10. Navigation and Ancillary Information Facility NIF Anatomy of the ckw03_c Call (1) handle - file handle for the newly created C- kernel. begtim, endtim - start and stop time in SCLK ticks for the segment. inst - instrument ID code for the C-kernel. This can be obtained using: –namfrm_c ( “CASSINI_CDA”, &inst ); ref - name of the reference or base frame as known to SPICE. In the case of articulating instruments on Cassini: “CASSINI_ _BASE”. avflag - a SpiceBoolean indicating whether to include angular velocity in the segment. segid - a string identifying the segment. It should be less than 40 characters in length.

11. Navigation and Ancillary Information Facility NIF Anatomy of the ckw03_c Call (2) nrec - number of records in sclkdp, quats, and avvs sclkdp - monotonically increasing list of times in SCLK ticks that identify when quats and avvs were sampled. quats - a list of SPICE quaternions that rotate vectors from the ref to inst frames. –m2q_c ( C_matrix, quaterion ); avvs - angular rate vectors expanded in the ref frame. starts - a list of SCLK ticks indicating the start of interpolation intervals. They must correspond to entries in sclkdp. nints - number of entries in starts.

12. Navigation and Ancillary Information Facility NIF Converting an Angle Time-Series Suppose you have a time series of angles ( angles ) for a Cassini articulating instrument and with epochs ( epochs) in ephemeris time. Converting them to quaternions and ticks is as easy as: for(k=0; k<nrec; k++) { sce2c_c( scid, epochs[k], &sclkdp[k]); axisar_c( zaxis, -rpd_c()*angles[k], rotmat ); m2q_c ( rotmat, &quats[k][0] ); } where zaxis is ( 0, 0, 1 ) and scid is -82 for Cassini.

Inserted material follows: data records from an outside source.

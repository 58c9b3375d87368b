//! Sort keys and sort spec validation.
//!
//! Permission results can only be ordered by a closed set of attributes.
//! Requests are validated here, before anything reaches the engine.

use crate::error::{Error, Result};
use core::fmt;
use grantview_engine::SortColumn;

/// Sort by the server path of the realm the permission applies to.
pub const SORT_PATH: &str = "path";
/// Sort by the identity of the user the permission applies to.
pub const SORT_USER_ID: &str = "userId";
/// Sort by the date the permission was last updated.
pub const SORT_UPDATED_AT: &str = "updatedAt";

/// An attribute permission results may be sorted by.
#[derive(Clone, Copy, Debug, PartialEq, Eq, Hash)]
pub enum SortKey {
    Path,
    UserId,
    UpdatedAt,
}

impl SortKey {
    /// The allow-list.
    pub const ALL: [SortKey; 3] = [SortKey::Path, SortKey::UserId, SortKey::UpdatedAt];

    /// Key path of the attribute; also its column name.
    pub fn as_str(self) -> &'static str {
        match self {
            SortKey::Path => SORT_PATH,
            SortKey::UserId => SORT_USER_ID,
            SortKey::UpdatedAt => SORT_UPDATED_AT,
        }
    }

    /// Looks up a key path in [`SortKey::ALL`].
    pub fn parse(key_path: &str) -> Option<Self> {
        Self::ALL.into_iter().find(|key| key.as_str() == key_path)
    }
}

impl fmt::Display for SortKey {
    fn fmt(&self, f: &mut fmt::Formatter<'_>) -> fmt::Result {
        f.write_str(self.as_str())
    }
}

/// A caller's request to order by one key path.
#[derive(Clone, Debug, PartialEq, Eq)]
pub struct SortDescriptor {
    pub key_path: String,
    pub ascending: bool,
}

impl SortDescriptor {
    pub fn new(key_path: impl Into<String>, ascending: bool) -> Self {
        Self {
            key_path: key_path.into(),
            ascending,
        }
    }

    pub fn by(key: SortKey, ascending: bool) -> Self {
        Self::new(key.as_str(), ascending)
    }
}

/// Validates every key path against `allow_list`, in order.
///
/// Fails on the first key that is not allowed.
pub fn validate<'a, I>(key_paths: I, allow_list: &[SortKey]) -> Result<Vec<SortKey>>
where
    I: IntoIterator<Item = &'a str>,
{
    key_paths
        .into_iter()
        .map(|key_path| {
            SortKey::parse(key_path)
                .filter(|key| allow_list.contains(key))
                .ok_or_else(|| Error::invalid_sort_key(key_path))
        })
        .collect()
}

/// A validated, ordered sequence of sort keys.
#[derive(Clone, Debug, Default, PartialEq, Eq)]
pub struct SortSpec {
    keys: Vec<(SortKey, bool)>,
}

impl SortSpec {
    /// Validates `descriptors` against [`SortKey::ALL`].
    pub fn from_descriptors(descriptors: &[SortDescriptor]) -> Result<Self> {
        let keys = validate(
            descriptors.iter().map(|d| d.key_path.as_str()),
            &SortKey::ALL,
        )?;
        Ok(Self {
            keys: keys
                .into_iter()
                .zip(descriptors.iter().map(|d| d.ascending))
                .collect(),
        })
    }

    pub fn is_empty(&self) -> bool {
        self.keys.is_empty()
    }

    pub fn keys(&self) -> &[(SortKey, bool)] {
        &self.keys
    }

    /// Engine sort columns for these keys.
    pub fn to_columns(&self) -> Vec<SortColumn> {
        self.keys
            .iter()
            .map(|(key, ascending)| SortColumn::new(key.as_str(), *ascending))
            .collect()
    }
}

#[cfg(test)]
mod tests {
    use super::*;

    #[test]
    fn test_parse_allow_list() {
        assert_eq!(SortKey::parse("path"), Some(SortKey::Path));
        assert_eq!(SortKey::parse("userId"), Some(SortKey::UserId));
        assert_eq!(SortKey::parse("updatedAt"), Some(SortKey::UpdatedAt));
        assert_eq!(SortKey::parse("accessLevel"), None);
        assert_eq!(SortKey::parse("Path"), None);
    }

    #[test]
    fn test_validate() {
        assert_eq!(
            validate(["updatedAt", "path"], &SortKey::ALL).unwrap(),
            vec![SortKey::UpdatedAt, SortKey::Path]
        );
        assert_eq!(
            validate(["path", "bogus", "other"], &SortKey::ALL).unwrap_err(),
            Error::invalid_sort_key("bogus")
        );
        assert_eq!(
            validate(["userId"], &[SortKey::Path]).unwrap_err(),
            Error::invalid_sort_key("userId")
        );
        assert!(validate(Vec::<&str>::new(), &SortKey::ALL).unwrap().is_empty());
    }

    #[test]
    fn test_spec_from_descriptors() {
        let spec = SortSpec::from_descriptors(&[
            SortDescriptor::by(SortKey::UserId, true),
            SortDescriptor::new("updatedAt", false),
        ])
        .unwrap();
        assert_eq!(
            spec.keys(),
            &[(SortKey::UserId, true), (SortKey::UpdatedAt, false)]
        );
        assert_eq!(
            spec.to_columns(),
            vec![
                SortColumn::new("userId", true),
                SortColumn::new("updatedAt", false)
            ]
        );
    }

    #[test]
    fn test_spec_rejects_unknown_key() {
        let err = SortSpec::from_descriptors(&[SortDescriptor::new("realm", true)]).unwrap_err();
        assert_eq!(err, Error::invalid_sort_key("realm"));
    }
}
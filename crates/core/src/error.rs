//! Engine-level failures.
//!
//! These are raised by the storage/query engine and never cross into caller
//! code directly; the permissions crate translates them at its boundary.

use crate::types::DataType;
use alloc::string::String;
use thiserror::Error;

/// Result type alias for engine operations.
pub type Result<T> = core::result::Result<T, EngineError>;

/// Error types raised by engine operations.
#[derive(Clone, Debug, PartialEq, Eq, Error)]
pub enum EngineError {
    /// Applying a permission change was rejected by the server.
    #[error("Permission change failed ({code}): {message}")]
    PermissionChange { code: i64, message: String },
    /// The handle or its transaction is no longer usable.
    #[error("Invalidated: {message}")]
    Invalidated { message: String },
    /// Row access past the end of a result set.
    #[error("Index {index} is out of bounds (size {len})")]
    IndexOutOfBounds { index: usize, len: usize },
    /// Column not found.
    #[error("Column {column} not found in table {table}")]
    ColumnNotFound { table: String, column: String },
    /// Predicate text could not be parsed.
    #[error("Parse error at {position}: {message}")]
    Parse { message: String, position: usize },
    /// Type mismatch error.
    #[error("Type mismatch: expected {expected}, got {got}")]
    TypeMismatch { expected: DataType, got: DataType },
    /// Invalid operation.
    #[error("Invalid operation: {message}")]
    InvalidOperation { message: String },
}

impl EngineError {
    /// Creates a permission change error.
    pub fn permission_change(code: i64, message: impl Into<String>) -> Self {
        EngineError::PermissionChange {
            code,
            message: message.into(),
        }
    }

    /// Creates an invalidated error.
    pub fn invalidated(message: impl Into<String>) -> Self {
        EngineError::Invalidated {
            message: message.into(),
        }
    }

    /// Creates an out of bounds error.
    pub fn index_out_of_bounds(index: usize, len: usize) -> Self {
        EngineError::IndexOutOfBounds { index, len }
    }

    /// Creates a column not found error.
    pub fn column_not_found(table: impl Into<String>, column: impl Into<String>) -> Self {
        EngineError::ColumnNotFound {
            table: table.into(),
            column: column.into(),
        }
    }

    /// Creates a parse error.
    pub fn parse(message: impl Into<String>, position: usize) -> Self {
        EngineError::Parse {
            message: message.into(),
            position,
        }
    }

    /// Creates a type mismatch error.
    pub fn type_mismatch(expected: DataType, got: DataType) -> Self {
        EngineError::TypeMismatch { expected, got }
    }

    /// Creates an invalid operation error.
    pub fn invalid_operation(message: impl Into<String>) -> Self {
        EngineError::InvalidOperation {
            message: message.into(),
        }
    }

    /// Returns the numeric code carried by this error, if any.
    pub fn code(&self) -> Option<i64> {
        match self {
            EngineError::PermissionChange { code, .. } => Some(*code),
            _ => None,
        }
    }
}
//! Core value types shared across the crate

pub mod handle;
pub mod structure;

pub use handle::Handle;
pub use structure::Structure;
//! Shared helpers for structure-rename integration tests.

#![allow(dead_code)]

pub mod builders;

use structure_rename::{NameAssignmentPlan, Structure};

/// Apply a plan to a snapshot, the way a host would write it.
pub fn apply_plan(structures: &[Structure], plan: &NameAssignmentPlan) -> Vec<Structure> {
    let mut out = structures.to_vec();
    for assignment in plan {
        if let Some(s) = out.iter_mut().find(|s| s.handle == assignment.handle) {
            s.name = assignment.new_name.clone();
        }
    }
    out
}

/// Names in snapshot order.
pub fn names(structures: &[Structure]) -> Vec<&str> {
    structures.iter().map(|s| s.name.as_str()).collect()
}
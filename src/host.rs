//! Host application seam
//!
//! The rename command never touches a drawing directly. Everything it needs
//! from the CAD host (prompts, the list of structures, name writes and status
//! messages) goes through [`StructureHost`].

use crate::error::Result;
use crate::notification::Notification;
use crate::types::{Handle, Structure};

/// Capabilities the rename command needs from a CAD host
pub trait StructureHost {
    /// Ask the user to pick a structure.
    ///
    /// Returns [`RenameError::Cancelled`](crate::RenameError::Cancelled) if
    /// the user dismisses the prompt.
    fn select_structure(&mut self) -> Result<Handle>;

    /// Ask the user for a new name, showing the current one.
    fn prompt_name(&mut self, current: &str) -> Result<String>;

    /// Snapshot every structure in the active drawing, in drawing order
    fn structures(&self) -> Result<Vec<Structure>>;

    /// Get a structure's current name
    fn structure_name(&self, handle: Handle) -> Result<String>;

    /// Write a structure's name
    fn set_structure_name(&mut self, handle: Handle, name: &str) -> Result<()>;

    /// Show a message to the user
    fn report(&mut self, notification: Notification);
}
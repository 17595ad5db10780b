//! In-memory structure drawing
//!
//! [`StructureDocument`] stands in for the CAD host: it keeps structures in
//! drawing order, answers prompts from queued responses, and collects the
//! messages the command reports. It can be loaded from and saved to a plain
//! listing with one `<hex handle> <name>` pair per line.

use crate::error::{RenameError, Result};
use crate::host::StructureHost;
use crate::notification::{Notification, NotificationCollection};
use crate::types::{Handle, Structure};
use indexmap::IndexMap;
use std::collections::VecDeque;

#[derive(Debug, Clone)]
struct StructureRecord {
    name: String,
    locked: bool,
}

/// An ordered set of named structures
#[derive(Debug, Clone)]
pub struct StructureDocument {
    structures: IndexMap<Handle, StructureRecord>,
    notifications: NotificationCollection,
    selections: VecDeque<Option<Handle>>,
    names: VecDeque<Option<String>>,
    next_handle: u64,
}

impl StructureDocument {
    /// Create an empty document
    pub fn new() -> Self {
        StructureDocument {
            structures: IndexMap::new(),
            notifications: NotificationCollection::new(),
            selections: VecDeque::new(),
            names: VecDeque::new(),
            next_handle: 0x1,
        }
    }

    /// Allocate a new unique handle
    ///
    /// Fails once the handle space is used up, i.e. after a structure with
    /// handle `u64::MAX` exists.
    pub fn allocate_handle(&mut self) -> Result<Handle> {
        let handle = Handle::new(self.next_handle);
        if self.structures.contains_key(&handle) {
            return Err(RenameError::Custom(format!(
                "no free handle after {}",
                handle
            )));
        }
        self.next_handle = self.next_handle.saturating_add(1);
        Ok(handle)
    }

    /// Add a structure under a freshly allocated handle
    pub fn add_structure(&mut self, name: impl Into<String>) -> Result<Handle> {
        let handle = self.allocate_handle()?;
        self.structures.insert(
            handle,
            StructureRecord {
                name: name.into(),
                locked: false,
            },
        );
        Ok(handle)
    }

    /// Add a structure that already has a handle
    pub fn insert(&mut self, structure: Structure) -> Result<()> {
        if structure.handle.is_null() {
            return Err(RenameError::Custom(
                "cannot insert a structure with a null handle".to_string(),
            ));
        }
        if self.structures.contains_key(&structure.handle) {
            return Err(RenameError::DuplicateHandle(structure.handle));
        }

        self.next_handle = self
            .next_handle
            .max(structure.handle.value().saturating_add(1));
        self.structures.insert(
            structure.handle,
            StructureRecord {
                name: structure.name,
                locked: false,
            },
        );
        Ok(())
    }

    /// Get a structure's name
    pub fn get(&self, handle: Handle) -> Option<&str> {
        self.structures.get(&handle).map(|r| r.name.as_str())
    }

    /// Mark a structure read-only; writing its name will fail
    pub fn set_locked(&mut self, handle: Handle, locked: bool) -> Result<()> {
        let record = self
            .structures
            .get_mut(&handle)
            .ok_or(RenameError::ObjectNotFound(handle))?;
        record.locked = locked;
        Ok(())
    }

    /// Number of structures
    pub fn len(&self) -> usize {
        self.structures.len()
    }

    /// Check if the document has no structures
    pub fn is_empty(&self) -> bool {
        self.structures.is_empty()
    }

    /// Iterate over structures in drawing order
    pub fn iter(&self) -> impl Iterator<Item = (Handle, &str)> {
        self.structures.iter().map(|(h, r)| (*h, r.name.as_str()))
    }

    /// Messages reported so far
    pub fn notifications(&self) -> &NotificationCollection {
        &self.notifications
    }

    /// Mutable access to the reported messages
    pub fn notifications_mut(&mut self) -> &mut NotificationCollection {
        &mut self.notifications
    }

    /// Queue the answer to the next selection prompt (`None` cancels)
    pub fn queue_selection(&mut self, handle: Option<Handle>) {
        self.selections.push_back(handle);
    }

    /// Queue the answer to the next name prompt (`None` cancels)
    pub fn queue_name(&mut self, name: Option<String>) {
        self.names.push_back(name);
    }

    /// Parse a listing of `<hex handle> <name>` lines.
    ///
    /// The handle and the name are separated by a single space. The name is
    /// everything after it, kept byte for byte (surrounding spaces included).
    /// Blank lines and lines starting with `#` are skipped.
    pub fn from_listing(listing: &str) -> Result<Self> {
        let mut doc = Self::new();

        for (index, line) in listing.lines().enumerate() {
            let line = line.strip_suffix('\r').unwrap_or(line);
            if line.trim().is_empty() || line.starts_with('#') {
                continue;
            }

            let line_no = index + 1;
            let (handle, name) = line.split_once(' ').ok_or_else(|| {
                RenameError::Parse(format!("line {}: missing structure name", line_no))
            })?;
            let handle: Handle = handle.parse().map_err(|e| {
                RenameError::Parse(format!("line {}: bad handle '{}': {}", line_no, handle, e))
            })?;

            doc.insert(Structure::new(handle, name))
                .map_err(|e| RenameError::Parse(format!("line {}: {}", line_no, e)))?;
        }

        Ok(doc)
    }

    /// Write the document back as a listing
    pub fn to_listing(&self) -> String {
        let mut out = String::new();
        for (handle, name) in self.iter() {
            out.push_str(&format!("{:X} {}\n", handle, name));
        }
        out
    }
}

impl Default for StructureDocument {
    fn default() -> Self {
        Self::new()
    }
}

impl StructureHost for StructureDocument {
    fn select_structure(&mut self) -> Result<Handle> {
        let handle = self
            .selections
            .pop_front()
            .flatten()
            .ok_or(RenameError::Cancelled)?;
        if !self.structures.contains_key(&handle) {
            return Err(RenameError::ObjectNotFound(handle));
        }
        Ok(handle)
    }

    fn prompt_name(&mut self, _current: &str) -> Result<String> {
        self.names.pop_front().flatten().ok_or(RenameError::Cancelled)
    }

    fn structures(&self) -> Result<Vec<Structure>> {
        Ok(self
            .iter()
            .map(|(handle, name)| Structure::new(handle, name))
            .collect())
    }

    fn structure_name(&self, handle: Handle) -> Result<String> {
        self.get(handle)
            .map(str::to_string)
            .ok_or(RenameError::ObjectNotFound(handle))
    }

    fn set_structure_name(&mut self, handle: Handle, name: &str) -> Result<()> {
        let record = self
            .structures
            .get_mut(&handle)
            .ok_or(RenameError::ObjectNotFound(handle))?;
        if record.locked {
            return Err(RenameError::Host(format!("structure {} is locked", handle)));
        }
        record.name = name.to_string();
        Ok(())
    }

    fn report(&mut self, notification: Notification) {
        self.notifications.push(notification);
    }
}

13. Navigation and Ancillary Information Facility NIF Approximating Angular Rates One of the easiest ways to accomplish this is to assume a constant rotation rate between subsequent quaternions: for(k=0; k<(nrec-1); k++ ) { q2m_c ( quats[k][0], init_rot ); q2m_c ( quats[k+1][0], final_rot ); mtxm_c ( final_rot, init_rot, rotmat ); raxisa_c ( rotmat, axis, &angle ); sct2e_c ( scid, sclkdp[k], &init_et ); sct2e_c ( scid, sclkdp[k+1], &final_et ); vscl_c ( angle/(final_et-init_et), axis, &avvs[k][0] ); } Lastly, simply copy the ( nrec-1 ) value of avvs into the last element of avvs.

14. Navigation and Ancillary Information Facility NIF A Few Words of Caution Constructing angular rates in this fashion assumes that between subsequent quaternions no more than a 180-degree rotation has occurred. In short raxisa_c chooses the smallest angle that performs the rotation encapsulated in the input matrix. Other techniques exist, including differentiating quaternions. Care must be exercised when taking that particular approach however. NAIF has a tool, msopck, that creates C-kernels from text input files listing quaternions, Euler angles, or rotation matrices tagged by UTC or SCLK times. It can be useful for validating C- kernel production code.